→ **PROBLEM TO SOLVE**:
Work through the entries below and report how many lines include "matches". The number alone is the answer.

→ **SOURCE DATA**:
* * * *
use crate::config::types::Config;
use crate::config::validation::validate;
use crate::ConfigError;
use sha2::{Digest, Sha256};
use std::path::Path;

/// Loads and parses a configuration file from the given path
///
/// # Arguments
///
/// * `path` - Path to the TOML configuration file
///
/// # Returns
///
/// * `Ok(Config)` - Successfully loaded and validated configuration
/// * `Err(ConfigError)` - Failed to load, parse, or validate the configuration
pub fn load_config(path: &Path) -> Result<Config, ConfigError> {
    let content = std::fs::read_to_string(path)?;
    parse_config(&content)
}

/// Parses and validates configuration from TOML text
pub fn parse_config(content: &str) -> Result<Config, ConfigError> {
    let config: Config = toml::from_str(content)?;
    validate(&config)?;
    Ok(config)
}

/// Computes a SHA-256 hash of the configuration file content
///
/// Logged at startup so that two runs can be matched to the configuration that
/// produced them.
pub fn compute_config_hash(path: &Path) -> Result<String, ConfigError> {
    let content = std::fs::read_to_string(path)?;
    let mut hasher = Sha256::new();
    hasher.update(content.as_bytes());
    Ok(hex::encode(hasher.finalize()))
}

/// Loads a configuration and returns both the config and its hash
pub fn load_config_with_hash(path: &Path) -> Result<(Config, String), ConfigError> {
    let config = load_config(path)?;
    let hash = compute_config_hash(path)?;
    Ok((config, hash))
}

#[cfg(test)]
pub(crate) const SAMPLE_CONFIG: &str = r#"
[crawler]
concurrency = 4
max-retries = 3
retry-delay-ms = 0

[site]
base-url = "https://zh.greatfire.org/search/"
probe-suffix = "?page=0"
page-suffix = "?page="

[pager]
container = "ul.pager"
link = ".pager-last.last a"
splitter = "?page="

[rows]
container = "table.gf-header tbody tr"
link = "td.first a"
blocked = "td.blocked"
restricted = "td.restricted"

[filter]
percent = 50
domain-regex = '^/(https?/)?([a-zA-Z0-9][-_a-zA-Z0-9]{0,62}(\.[a-zA-Z0-9][-_a-zA-Z0-9]{0,62})+)$'
ip-regex = '(([0-9]{1,3}\.){3}[0-9]{1,3})'

[output]
dir = "publish"

[[targets]]
name = "alexa"
path = "alexa-top-1000-domains"
referer = "https://zh.greatfire.org/search/alexa-top-1000-domains"

[[targets]]
name = "blocked"
path = "blocked"
referer = "https://zh.greatfire.org/search/blocked"
from = 2
to = 10

[[targets]]
name = "domains"
path = "domains"
referer = "https://zh.greatfire.org/search/domains"
enabled = false
"#;

#[cfg(test)]
mod tests {
    use super::*;
    use std::io::Write;
    use tempfile::NamedTempFile;

    fn create_temp_config(content: &str) -> NamedTempFile {
        let mut file = NamedTempFile::new().unwrap();
        file.write_all(content.as_bytes()).unwrap();
        file.flush().unwrap();
        file
    }

    #[test]
    fn test_load_valid_config() {
        let file = create_temp_config(SAMPLE_CONFIG);
        let config = load_config(file.path()).unwrap();

        assert_eq!(config.crawler.max_retries, 3);
        assert_eq!(config.crawler.retry_delay_ms, 0);
        assert_eq!(config.crawler.channel_capacity, 1600);
        assert_eq!(config.filter.percent, 50);
        assert_eq!(config.filter.domain_group, None);
        assert_eq!(config.rows.attr, "href");
        assert_eq!(config.output.raw_file, "raw.txt");
        assert_eq!(config.targets.len(), 3);
        assert!(config.targets[0].enabled);
        assert_eq!(config.targets[0].to, None);
        assert_eq!(config.targets[1].from, 2);
        assert_eq!(config.targets[1].to, Some(10));
        assert!(!config.targets[2].enabled);
    }

    #[test]
    fn test_concurrency_is_floored() {
        let config = parse_config(SAMPLE_CONFIG).unwrap();
        assert_eq!(config.crawler.concurrency, Some(4));
        assert_eq!(config.crawler.effective_concurrency(), 8);

        let mut crawler = config.crawler.clone();
        crawler.concurrency = Some(32);
        assert_eq!(crawler.effective_concurrency(), 32);

        crawler.concurrency = None;
        assert!(crawler.effective_concurrency() >= 8);
    }

    #[test]
    fn test_load_config_with_invalid_path() {
        let result = load_config(Path::new("/nonexistent/config.toml"));
        assert!(matches!(result, Err(ConfigError::Io(_))));
    }

    #[test]
    fn test_load_config_with_invalid_toml() {
        let file = create_temp_config("this is not valid TOML {{{");
        let result = load_config(file.path());
        assert!(matches!(result, Err(ConfigError::Parse(_))));
    }

    #[test]
    fn test_load_config_with_validation_error() {
        let content = SAMPLE_CONFIG.replace("max-retries = 3", "max-retries = 0");
        let file = create_temp_config(&content);
        let result = load_config(file.path());
        assert!(matches!(result, Err(ConfigError::Validation(_))));
    }

    #[test]
    fn test_compute_config_hash() {
        let file = create_temp_config("test content");

        let hash1 = compute_config_hash(file.path()).unwrap();
        let hash2 = compute_config_hash(file.path()).unwrap();

        assert_eq!(hash1, hash2);
        assert_eq!(hash1.len(), 64);
    }

    #[test]
    fn test_different_content_different_hash() {
        let file1 = create_temp_config("content 1");
        let file2 = create_temp_config("content 2");

        let hash1 = compute_config_hash(file1.path()).unwrap();
        let hash2 = compute_config_hash(file2.path()).unwrap();

        assert_ne!(hash1, hash2);
    }
}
* * * *
→ **REPLY**:
3